FDA approved Incyte’s Jakifi™ (ruxolitinib) for the treatment of patients with intermediate or high-risk myelofibrosis (MF), including primary MF, post-polycythemia vera MF, and post-essential thrombocythemia MF. The firm says the oral JAK 1 and JAK2 inhibitor is the first FDA-approved drug for treating myelofibrosis, and the first JAK inhibitor to be approved for any indication.
Clearance by the U.S. drug regulator under a priority review program was granted ahead of the drug’s December 3 PDUFA date. The approval was based on data from two randomized Phase III trials, Comfort-I and Comfort-2, which confirmed that patients treated using Jakafi demonstrated signficant reductions in splenomegaly, together with improvements in symptoms. The placebo-controlled Comfort-1 study was carried out by Incyte in 309 patients, and showed that 41.9% of treated patients experienced a 35% or more reduction in spleen volume at 24 weeks. At this time point the percentage of patients with a greater than or equal to 50% improvement in Total Symptom Score was 45.9%.
The Comfort-II study was carried out by Incyte’s ex-U.S. partner, Novartis, in 219 patients. The results showed that Jakafi therapy resulted in 28.5% of patients experiencing a 35% or more reduction in spleen volume at 48 weeks.
“FDA approval of Jakafi has the potential to transform the way we treat myelofibrosis,” comments Srdan Verstovsek, M.D., associate professor at the University of Texas MD Anderson Cancer Center Division of Medicine’s Department of Leukemia, who was principal investigator for Comfort-1. “In this Phase III clinical trial, we observed significant reductions in spleen size and significant improvements in symptoms. Importantly, these benefits were achieved early on, most within a month, and tended to be durable during treatment.”

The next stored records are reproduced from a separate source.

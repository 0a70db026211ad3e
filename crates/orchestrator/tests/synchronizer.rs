#![forbid(unsafe_code)]

mod common;

use common::*;
use orchestrator::enforcement::EnforcementRequest;
use orchestrator::persistence::AppSettings;
use orchestrator::sync::BlockListSynchronizer;
use pretty_assertions::assert_eq;
use std::sync::Arc;
use usage::{AppStatus, TrackedApp, millis};

fn settings(manual_firewall_unblock: bool) -> AppSettings {
    AppSettings {
        allow_duration: 4 * DAY,
        manual_firewall_unblock,
    }
}

fn apps() -> Vec<TrackedApp> {
    vec![
        TrackedApp::new("org.example.game", AppStatus::Rare).with_last_used(START - millis(6 * DAY)),
        TrackedApp::new("org.example.maps", AppStatus::Rare).with_last_used(START - millis(2 * DAY)),
        TrackedApp::new("org.example.chat", AppStatus::Recent).with_last_used(START),
        TrackedApp::new("org.example.off", AppStatus::Disabled),
    ]
}

fn synchronizer(h: &Harness) -> BlockListSynchronizer {
    BlockListSynchronizer::new(
        Arc::clone(&h.controller),
        h.clock.clone(),
        &config::Firewall::default(),
    )
}

#[tokio::test]
async fn pushes_only_on_change() {
    let h = harness().await;
    h.controller.block_now(None).await.unwrap();
    let sync = synchronizer(&h);

    assert!(sync.sync(&apps(), &settings(false)).await.unwrap());
    assert_eq!(
        h.controller.state().blocked_packages,
        set(&["org.example.game", "org.example.off"])
    );
    assert_eq!(
        h.enforcement.last(),
        Some(EnforcementRequest::Apply {
            blocking: true,
            packages: set(&["org.example.game", "org.example.off"]),
        })
    );

    let pushes = h.enforcement.count();
    assert!(!sync.sync(&apps(), &settings(false)).await.unwrap());
    assert_eq!(h.enforcement.count(), pushes);
}

#[tokio::test]
async fn first_sync_pushes_even_an_empty_set() {
    let h = harness().await;
    h.controller
        .apply_manual_block_list(set(&["stale"]))
        .await
        .unwrap();
    let sync = synchronizer(&h);

    assert!(sync.sync(&[], &settings(false)).await.unwrap());
    assert!(h.controller.state().blocked_packages.is_empty());
}

#[tokio::test]
async fn whitelisting_a_rare_package_unblocks_it() {
    let h = harness().await;
    h.controller.enable(None, None).await.unwrap();
    let sync = synchronizer(&h);
    sync.sync(&apps(), &settings(false)).await.unwrap();

    h.controller
        .update_whitelisted_packages(set(&["org.example.game"]))
        .await
        .unwrap();
    assert_eq!(
        h.controller.state().blocked_packages,
        set(&["org.example.off"])
    );

    // the desired set now differs from the last push
    assert!(sync.sync(&apps(), &settings(false)).await.unwrap());
    assert_eq!(
        h.controller.state().blocked_packages,
        set(&["org.example.off"])
    );
}

#[tokio::test]
async fn manual_unblock_retains_blocked_apps() {
    let h = harness().await;
    h.controller
        .block_now(Some(set(&["org.example.chat"])))
        .await
        .unwrap();
    let sync = synchronizer(&h);

    sync.sync(&apps(), &settings(true)).await.unwrap();
    assert_eq!(
        h.controller.state().blocked_packages,
        set(&["org.example.chat", "org.example.game", "org.example.off"])
    );

    let h = harness().await;
    h.controller
        .block_now(Some(set(&["org.example.chat"])))
        .await
        .unwrap();
    synchronizer(&h)
        .sync(&apps(), &settings(false))
        .await
        .unwrap();
    assert_eq!(
        h.controller.state().blocked_packages,
        set(&["org.example.game", "org.example.off"])
    );
}

#[tokio::test]
async fn invalidate_forces_a_push_after_unblock_expiry() {
    let h = harness().await;
    h.controller.block_now(None).await.unwrap();
    let sync = synchronizer(&h);
    sync.sync(&apps(), &settings(false)).await.unwrap();

    h.controller
        .temporarily_unblock("org.example.game", Some(10 * MINUTE))
        .await
        .unwrap();
    h.clock.advance(11 * MINUTE);
    assert!(!sync.sync(&apps(), &settings(false)).await.unwrap());
    assert_eq!(
        h.controller.state().blocked_packages,
        set(&["org.example.off"])
    );

    sync.invalidate().await;
    assert!(sync.sync(&apps(), &settings(false)).await.unwrap());
    assert_eq!(
        h.controller.state().blocked_packages,
        set(&["org.example.game", "org.example.off"])
    );
}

Ruzolitinib is separately undergoing a randomized Phase II study as combination with capecitabine as a therapy for recurrent or treatment-refractory metastatic pancreatic cancer. An investigator-sponsored study in patients with lymphoma has also been initiated, along with multiple investigator-sponsored studies in adult and pediatric patients with advanced hematologic malignancies and solid tumors.
Incyte teamed up with Novartis to develop ruxolitinib back in 2009. Under terms of the deal, Novartis has exclusive rights to develp the commercialize the drug in all hematology-oncology indications outside the U.S.